February 17, 2007
Changes to the Wiki
Has anyone else noticed that the ARC blogs have really started to “buzz”? It seems that there’s tremendous energy out there. Inspired by at least three different conversation going on right now (”The Social” on the Biopower and the Contemporary Blog , The discussion of metaphor and ideology on Lab Notes and the revisting of mode on Lab Notes), I’ve decided to take it upon myself to move some of the concept work stuff some of us Labinar-types did last semester on the Drupal to the wiki, as well as make new entries based on the blog discussions. Maybe this will be a more efficient space for delving into the concept work?
the wiki link is at: http://www.anthropos-lab.net/arcwiki/index.php/ARC_Lexicon
In creating this site, I noticed that there were already some entries on the wiki (eg, “problematization” and “remediation” — although I couldn’t find any link to them). Did a lexicon previously exist? If so, I missed it. Was it taken down for a reason?
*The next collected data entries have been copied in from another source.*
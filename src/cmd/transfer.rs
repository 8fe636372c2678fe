use colored::Colorize;
use projman::ProjectRegistry;
use std::path::Path;

pub const EXPORT_CMD_STR: &str = "export";
pub const IMPORT_CMD_STR: &str = "import";
pub const FILE_ARG: &str = "FILE";

pub fn export(registry: &ProjectRegistry, file: &Path) -> projman::Result<()> {
    let count = registry.export_to(file)?;
    println!(
        "{} {} {} {}",
        "Exported".green(),
        count,
        "projects to".green(),
        file.to_string_lossy()
    );
    Ok(())
}

pub fn import(registry: &ProjectRegistry, file: &Path) -> projman::Result<()> {
    let added = registry.import_from(file)?;
    if added == 0 {
        println!("{}", "Every project in that list is already known.".dimmed());
    } else {
        println!("{} {} {}", "Imported".green(), added, "projects.".green());
    }
    Ok(())
}
use std::str::FromStr;

/// A yes/no answer typed at a confirmation prompt.
#[derive(Clone, Copy, Debug, PartialEq, Eq)]
pub struct UserBool {
    pub value: bool,
}

impl UserBool {
    pub const NO: UserBool = UserBool { value: false };
}

impl From<UserBool> for bool {
    fn from(answer: UserBool) -> Self {
        answer.value
    }
}

impl FromStr for UserBool {
    type Err = String;

    fn from_str(s: &str) -> Result<Self, Self::Err> {
        let value = match s.trim().to_lowercase().as_str() {
            "y" | "yes" | "true" => true,
            "n" | "no" | "false" => false,
            other => return Err(format!("Please answer y or n, not '{}'.", other)),
        };
        Ok(UserBool { value })
    }
}
use colored::Colorize;
use shellexpand::LookupError;
use std::{env::VarError, io, path::PathBuf, str::FromStr};

/// An existing directory given on the command line, with `~` and
/// environment variables expanded and the path canonicalized.
#[derive(Clone, PartialEq, Eq)]
pub struct UserDir {
    pub path_buf: PathBuf,
}

#[derive(Debug)]
pub enum UserPathErr {
    ShellExpandError(LookupError<VarError>),
    CanonicalizeError(io::Error),
    NotDirectory,
}

impl From<LookupError<VarError>> for UserPathErr {
    fn from(err: LookupError<VarError>) -> Self {
        Self::ShellExpandError(err)
    }
}

impl From<io::Error> for UserPathErr {
    fn from(err: io::Error) -> Self {
        Self::CanonicalizeError(err)
    }
}

impl std::fmt::Debug for UserDir {
    fn fmt(&self, f: &mut std::fmt::Formatter<'_>) -> std::fmt::Result {
        self.path_buf.fmt(f)
    }
}

impl FromStr for UserDir {
    type Err = UserPathErr;

    fn from_str(s: &str) -> Result<Self, Self::Err> {
        let path_buf = expand(s)?.canonicalize()?;
        if !path_buf.is_dir() {
            return Err(UserPathErr::NotDirectory);
        }
        Ok(UserDir { path_buf })
    }
}

impl std::fmt::Display for UserDir {
    fn fmt(&self, f: &mut std::fmt::Formatter<'_>) -> std::fmt::Result {
        write!(f, "{}", self.path_buf.to_string_lossy())
    }
}

/// Expands `~` and environment variables and makes the result absolute
/// against the current directory. The path does not need to exist.
pub fn expand(path: &str) -> Result<PathBuf, UserPathErr> {
    let expanded = PathBuf::from(shellexpand::full(path)?.as_ref());
    if expanded.is_absolute() {
        return Ok(expanded);
    }
    Ok(std::env::current_dir()?.join(expanded))
}

/// Tries to convert a given user path (as a string slice) to a `UserDir`.
/// If it fails, returns an error message.
pub fn to_user_path(path: &str) -> Result<UserDir, String> {
    UserDir::from_str(path).map_err(|e| describe(path, e))
}

/// Like `to_user_path`, for paths that may not exist yet.
pub fn to_new_path(path: &str) -> Result<PathBuf, String> {
    expand(path).map_err(|e| describe(path, e))
}

fn describe(path: &str, err: UserPathErr) -> String {
    match err {
        UserPathErr::ShellExpandError(e) => {
            format!(
                "{}\n{}",
                "Error resolving the given path:".red(),
                e.to_string().red()
            )
        }
        UserPathErr::CanonicalizeError(e) => match e.kind() {
            io::ErrorKind::NotFound => format!("{} does not exist.", path),
            io::ErrorKind::PermissionDenied => format!("Permission denied for {}", path),
            _ => format!("{}", e),
        },
        UserPathErr::NotDirectory => {
            format!("{} is not a directory.", path)
        }
    }
}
Those were transferred from the drupal site, so the lexicon (any thoughts on lexicon versus glossary?) could just link to those pages.
Initially, I just went went “lexicon” because that’s what Bultanski uses. But your question made me look up the difference: a “glossary” is a marginal commentary on an obscure or projecting word in an otherwise conventional text. a “lexicon” is more of a systematic key to a new or different langauge. I think “lexicon” is the way to go for what we’re trying to do with these concepts…
A glossary can also be a “a collection of specialized terms with their meanings” (Merriam-Webster), or an “alphabetical list of technical terms in some specialized field of knowledge; usually published as an appendix to a text on that field” (http://wordnet.princeton.edu/perl/webwn). Both of those seem good to me. Wordnet.princeton is also a lexicon though, which by its own definition is “a reference book containing an alphabetical list of words with information about them” and Merriam-Webster defines lexicon as “the vocabulary of a language, an individual speaker or group of speakers, or a subject”. I suppose we should look in the OED too, but I am just musing, both words seem good.